Первостепенную роль играет оценка модулирующей активности антиоксидантов in vitro в том диапазоне концентраций, которые могут реально создаваться при использовании препаратов у больных. Для правильного подбора препаратов, применяемых в комплексном лечении инфекционного больного, необходимо проведение таких исследований именно с тем возбудителем, который вызвал данное заболевание, так как тип взаимодействия антибактериальных средств и антиоксидантов определяется не только механизмами действия этих препаратов, но и особенностями конкретного штамма микроорганизма. Тесты in vitro на периодических культурах микроорганизмов должны сопровождаться динамическим наблюдением за их развитием, так как однократная оценка количества клеток по истечении периода инкубации может привести к ошибочным результатам вследствие:
1) ограниченности питательных веществ среды (вещества, ускоряющие рост бактериальной культуры, приводят к более раннему наступлению стационарной фазы и, соответственно, фазы отмирания);
2) отсутствия элиминации токсических продуктов метаболизма бактерий (интенсивное размножение стимулированных бактериальных культур сопровождается не только повышенным потреблением питательных веществ, но и повышением образования токсических продуктов жизнедеятельности);
3) нестабильности веществ-модуляторов (концентрация веществ, устойчивость которых в условиях инкубации невысока, с течением времени убывает, и, соответственно, снижается влияние таких веществ на развитие бактериальной культуры) или их преимущественного влияния на определенную фазу развития культуры.
Выводы
Изученные антиоксиданты значительно снижают активность гентамицина. Восстановленный глутатион и N-ацетилцистеин снижают активность ципрофлоксацина, цефтазидима, а также тетрациклина, но практически не влияют на активность хлорамфеникола. Аскорбиновая кислота и метилэтилпиридинол увеличивают активность цефтазидима и хлорамфеникола. Метилэтилпиридинол слабо увеличивает активность ципрофлоксацина, меньше – тетрациклина (только в отношении Klebsiella pneumoniae).

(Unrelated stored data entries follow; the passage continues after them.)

//! # simulator
//!
//! Owns one running machine: the bus, the key timer, the display decoder and
//! the quit flag, plus borrowed input, display, core and (optionally) trace.
//! Nothing lives in globals, so several simulators can run side by side.
//!
//! Each `run_tick()`:
//!
//!  * polls for at most one input event, without blocking
//!  * releases held keys whose time is up
//!  * clocks the core through both phases, decoding scan pulses as it goes
//!  * hands the display the bus status (every `redraw_interval` ticks)
//!
//! `main_loop()` repeats that until the quit key, optionally paced to a tick
//! rate, then closes the trace and finalises the core.
use crate::bus::SignalBus;
use crate::clock::ClockSequencer;
use crate::config::Config;
use crate::debounce::InputDebouncer;
use crate::decode::ScanDisplayDecoder;
use crate::display::{Display, Frame};
use crate::error::Result;
use crate::input::{Input, InputEvent};
use crate::logic::Core;
use crate::trace::TraceSink;
use std::time::{Duration, Instant};
use tracing::{debug, info, warn};

/// time between ticks at `rate` ticks per second. Rates too slow to express
/// as a `Duration`, and rates that aren't positive, run unpaced.
fn tick_period(rate: f64) -> Option<Duration> {
    if rate.is_nan() || rate <= 0.0 {
        warn!(rate, "tick rate must be positive, running unpaced");
        return None;
    }
    match Duration::try_from_secs_f64(1.0 / rate) {
        Ok(period) => Some(period),
        Err(e) => {
            warn!(rate, error = %e, "tick rate out of range, running unpaced");
            None
        }
    }
}

pub struct Simulator<'a> {
    sequencer: ClockSequencer<'a>,
    display: &'a mut dyn Display,
    input: &'a mut dyn Input,
    bus: SignalBus,
    debouncer: InputDebouncer,
    decoder: ScanDisplayDecoder,
    tick: u64,
    quit: bool,
    finished: bool,
    key_label: Option<String>,
    redraw_interval: u64,
    tick_period: Option<Duration>,
}

impl<'a> Simulator<'a> {
    pub fn new(
        core: &'a mut dyn Core,
        display: &'a mut dyn Display,
        input: &'a mut dyn Input,
        config: &Config,
    ) -> Simulator<'a> {
        let debouncer = InputDebouncer::new(config.hold_ticks, config.display_select);
        let mut bus = SignalBus::default();
        bus.inputs = *debouncer.inputs();
        // let the core settle on its power-on inputs before the first edge
        core.eval(&mut bus);

        Simulator {
            sequencer: ClockSequencer::new(core),
            display,
            input,
            bus,
            debouncer,
            decoder: ScanDisplayDecoder::new(),
            tick: 0,
            quit: false,
            finished: false,
            key_label: None,
            redraw_interval: config.redraw_interval.max(1),
            tick_period: config.tick_rate.and_then(tick_period),
        }
    }

    /// dump every clock phase to `trace`
    pub fn with_trace(mut self, trace: &'a mut dyn TraceSink) -> Self {
        self.sequencer = self.sequencer.with_trace(trace);
        self
    }

    fn handle(&mut self, event: InputEvent) {
        match event {
            InputEvent::Press(key) => {
                self.debouncer.on_key_event(key, self.tick);
                self.key_label = Some(format!("key press: {}", key.label()));
                info!(key = key.label(), tick = self.tick, "key press");
            }
            InputEvent::DisplaySelectUp => {
                self.debouncer.display_select_up();
                debug!(sw_dp = self.debouncer.display_select(), "display select");
            }
            InputEvent::DisplaySelectDown => {
                self.debouncer.display_select_down();
                debug!(sw_dp = self.debouncer.display_select(), "display select");
            }
            InputEvent::Quit => {
                info!(tick = self.tick, "quit requested");
                self.quit = true;
            }
            InputEvent::Unknown(code) => {
                self.key_label = Some(format!("unknown key press: 0x{:03x}", code));
                warn!(code, "unknown key press");
            }
        }
    }

    /// advance the machine by one tick
    pub fn run_tick(&mut self) -> Result<()> {
        if let Some(event) = self.input.poll_event()? {
            self.handle(event);
        }
        if self.debouncer.advance(self.tick) {
            self.key_label = None;
        }

        self.sequencer.tick(
            self.tick,
            self.debouncer.inputs(),
            &mut self.bus,
            &mut self.decoder,
            &mut *self.display,
        )?;

        if self.tick % self.redraw_interval == 0 {
            let frame = Frame {
                tick: self.tick,
                outputs: &self.bus.outputs,
                display_select: self.debouncer.display_select(),
                key_label: self.key_label.as_deref(),
            };
            self.display.present(&frame)?;
        }

        self.tick += 1;
        Ok(())
    }

    /// run until quit, or until `limit` ticks have gone by; returns the number
    /// of ticks run
    pub fn main_loop(&mut self, limit: Option<u64>) -> Result<u64> {
        let start = self.tick;
        let mut deadline = Instant::now();
        while !self.quit && limit.map_or(true, |l| self.tick - start < l) {
            self.run_tick()?;
            if let Some(period) = self.tick_period {
                deadline += period;
                let now = Instant::now();
                if deadline > now {
                    spin_sleep::sleep(deadline - now);
                } else {
                    // fell behind; don't try to catch up in a burst
                    deadline = now;
                }
            }
        }
        self.shutdown()?;
        Ok(self.tick - start)
    }

    /// close the trace and finalise the core; only the first call does anything
    pub fn shutdown(&mut self) -> Result<()> {
        if self.finished {
            return Ok(());
        }
        self.finished = true;
        self.sequencer.shutdown()?;
        info!(ticks = self.tick, frames = self.decoder.frames(), "simulation stopped");
        Ok(())
    }

    pub fn bus(&self) -> &SignalBus {
        &self.bus
    }

    pub fn debouncer(&self) -> &InputDebouncer {
        &self.debouncer
    }

    pub fn decoder(&self) -> &ScanDisplayDecoder {
        &self.decoder
    }

    pub fn key_label(&self) -> Option<&str> {
        self.key_label.as_deref()
    }

    pub fn is_quit(&self) -> bool {
        self.quit
    }
}

#[cfg(test)]
mod tests {
    use super::*;
    use crate::bus::{Key, ScanOutputs};
    use crate::display::{DrawCall, DummyDisplay};
    use crate::input::DummyInput;
    use crate::logic::{ScriptedCore, TestCardCore, TEST_CARD_PULSES};
    use crate::trace::MemoryTrace;

    #[test]
    fn test_key_held_for_hold_ticks() -> Result<()> {
        let mut core = ScriptedCore::new(&[]);
        let mut display = DummyDisplay::new();
        let mut input = DummyInput::new(&[InputEvent::Press(Key::Digit5)]);
        let config = Config {
            redraw_interval: 1000,
            ..Config::default()
        };
        let mut sim = Simulator::new(&mut core, &mut display, &mut input, &config);
        for t in 0..=50_001u64 {
            sim.run_tick()?;
            let held = sim.bus().inputs.keys.get(Key::Digit5);
            assert_eq!(held, t < 50_000, "tick {}", t);
            assert_eq!(sim.key_label().is_some(), t < 50_000, "tick {}", t);
        }
        Ok(())
    }

    #[test]
    fn test_tick_period() {
        assert_eq!(tick_period(4.0), Some(Duration::from_millis(250)));
        assert_eq!(tick_period(f64::INFINITY), Some(Duration::ZERO));
        assert_eq!(tick_period(1e-20), None);
        assert_eq!(tick_period(0.0), None);
        assert_eq!(tick_period(f64::NAN), None);
    }

    #[test]
    fn test_tiny_tick_rate_runs_unpaced() -> Result<()> {
        let mut core = ScriptedCore::new(&[]);
        let mut display = DummyDisplay::new();
        let mut input = DummyInput::new(&[]);
        let config = Config {
            tick_rate: Some(1e-20),
            ..Config::default()
        };
        let mut sim = Simulator::new(&mut core, &mut display, &mut input, &config);
        assert_eq!(sim.main_loop(Some(5))?, 5);
        Ok(())
    }

    #[test]
    fn test_label_follows_hold() -> Result<()> {
        let mut core = ScriptedCore::new(&[]);
        let mut display = DummyDisplay::new();
        let mut input = DummyInput::new(&[InputEvent::Press(Key::Store)]);
        let config = Config {
            hold_ticks: 3,
            ..Config::default()
        };
        {
            let mut sim = Simulator::new(&mut core, &mut display, &mut input, &config);
            sim.run_tick()?;
            assert_eq!(sim.key_label(), Some("key press: STORE"));
            sim.main_loop(Some(3))?;
            assert_eq!(sim.key_label(), None);
        }
        assert_eq!(display.last_label, None);
        Ok(())
    }

    #[test]
    fn test_second_key_replaces_first() -> Result<()> {
        let mut core = ScriptedCore::new(&[]);
        let mut display = DummyDisplay::new();
        let mut input = DummyInput::new(&[InputEvent::Press(Key::Add)]);
        input.wait(4);
        input.push(InputEvent::Press(Key::Subtract));
        let config = Config {
            hold_ticks: 10,
            ..Config::default()
        };
        let mut sim = Simulator::new(&mut core, &mut display, &mut input, &config);
        sim.main_loop(Some(15))?;
        // pressed at tick 5, still down at tick 14
        assert!(sim.bus().inputs.keys.get(Key::Subtract));
        assert!(!sim.bus().inputs.keys.get(Key::Add));
        assert_eq!(sim.debouncer().release_at(), Some(15));
        sim.run_tick()?;
        assert!(!sim.bus().inputs.keys.any());
        Ok(())
    }

    #[test]
    fn test_one_line_at_a_time() -> Result<()> {
        let mut core = ScriptedCore::new(&[]);
        let mut display = DummyDisplay::new();
        let mut input = DummyInput::new(&[
            InputEvent::Press(Key::Add),
            InputEvent::Press(Key::Digit1),
            InputEvent::Press(Key::Enter),
        ]);
        let config = Config {
            hold_ticks: 10,
            ..Config::default()
        };
        {
            let mut sim = Simulator::new(&mut core, &mut display, &mut input, &config);
            for t in 0..20 {
                sim.run_tick()?;
                assert!(sim.bus().inputs.keys.held().count() <= 1, "tick {}", t);
            }
            // the last press, at tick 2, decides the release
            assert_eq!(sim.debouncer().release_at(), None);
        }
        let enter_ticks = core
            .seen
            .iter()
            .filter(|(_, i)| i.keys.get(Key::Enter))
            .count();
        // two phases for each of ticks 2 to 11
        assert_eq!(enter_ticks, 20);
        Ok(())
    }

    #[test]
    fn test_display_select_events() -> Result<()> {
        let mut core = ScriptedCore::new(&[]);
        let mut display = DummyDisplay::new();
        let mut input = DummyInput::new(&[
            InputEvent::DisplaySelectUp,
            InputEvent::DisplaySelectUp,
            InputEvent::DisplaySelectUp,
        ]);
        let config = Config::default();
        let mut sim = Simulator::new(&mut core, &mut display, &mut input, &config);
        sim.main_loop(Some(5))?;
        assert_eq!(sim.bus().inputs.display_select, 8);
        assert!(!sim.bus().inputs.keys.any());
        assert_eq!(sim.debouncer().release_at(), None);
        Ok(())
    }

    #[test]
    fn test_unknown_key_only_labels() -> Result<()> {
        let mut core = ScriptedCore::new(&[]);
        let mut display = DummyDisplay::new();
        let mut input = DummyInput::new(&[InputEvent::Unknown(0x7a)]);
        let config = Config::default();
        let mut sim = Simulator::new(&mut core, &mut display, &mut input, &config);
        let before = *sim.bus();
        sim.run_tick()?;
        assert_eq!(sim.key_label(), Some("unknown key press: 0x07a"));
        assert_eq!(sim.bus().inputs, before.inputs);
        Ok(())
    }

    #[test]
    fn test_quit_stops_finalises_and_closes() -> Result<()> {
        let mut core = ScriptedCore::new(&[]);
        let mut display = DummyDisplay::new();
        let mut input = DummyInput::new(&[]);
        let mut trace = MemoryTrace::default();
        input.push(InputEvent::Quit);
        let config = Config::default();
        {
            let mut sim =
                Simulator::new(&mut core, &mut display, &mut input, &config).with_trace(&mut trace);
            let ran = sim.main_loop(None)?;
            assert_eq!(ran, 1);
            assert!(sim.is_quit());
            // a second shutdown is harmless
            sim.shutdown()?;
        }
        assert!(core.finalized);
        assert!(trace.closed);
        assert_eq!(trace.times, vec![0, 5]);
        Ok(())
    }

    #[test]
    fn test_redraw_interval() -> Result<()> {
        let mut core = ScriptedCore::new(&[]);
        let mut display = DummyDisplay::new();
        let mut input = DummyInput::new(&[]);
        let config = Config {
            redraw_interval: 10,
            ..Config::default()
        };
        {
            let mut sim = Simulator::new(&mut core, &mut display, &mut input, &config);
            sim.main_loop(Some(25))?;
        }
        assert_eq!(display.presents(), 3);
        Ok(())
    }

    #[test]
    fn test_scripted_frame_reaches_display() -> Result<()> {
        let erase = ScanOutputs {
            erase: true,
            ..ScanOutputs::default()
        };
        let bar = ScanOutputs {
            seg_samp: true,
            v_dot: 2,
            h_dot: 2,
            v_seg: true,
            seg_len: 48,
            ..ScanOutputs::default()
        };
        let mut core = ScriptedCore::new(&[erase, bar, erase]);
        let mut display = DummyDisplay::new();
        let mut input = DummyInput::new(&[]);
        let config = Config::default();
        {
            let mut sim = Simulator::new(&mut core, &mut display, &mut input, &config);
            sim.main_loop(Some(3))?;
            assert!(sim.decoder().buffer().is_empty());
            assert_eq!(sim.decoder().visible().len(), 1);
        }
        let lines = display
            .calls
            .iter()
            .filter(|c| matches!(c, DrawCall::Line(..)))
            .count();
        assert_eq!(lines, 1);
        let line_at = display.calls.iter().position(|c| matches!(c, DrawCall::Line(..)));
        let last_swap = display.calls.iter().rposition(|c| *c == DrawCall::Swap);
        assert!(line_at < last_swap);
        Ok(())
    }

    #[test]
    fn test_card_fills_a_frame() -> Result<()> {
        let mut core = TestCardCore::new();
        let mut display = DummyDisplay::new();
        let mut input = DummyInput::new(&[]);
        let config = Config::default();
        let mut sim = Simulator::new(&mut core, &mut display, &mut input, &config);
        sim.main_loop(Some(TEST_CARD_PULSES as u64 + 1))?;
        assert_eq!(sim.decoder().frames(), 2);
        assert_eq!(sim.decoder().visible().len(), TEST_CARD_PULSES);
        Ok(())
    }
}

Аскорбиновая кислота слабо снижает активность ципрофлоксацина в отношении Klebsiella pneumoniae, оказывает слабое и неоднозначное влияние на активность тетрациклина.Описанные взаимодействия антибактериальных средств и антиоксидантов носят фармакодинамический характер, при этом модулирующая активность АО может различаться в пределах одного вида микроорганизма.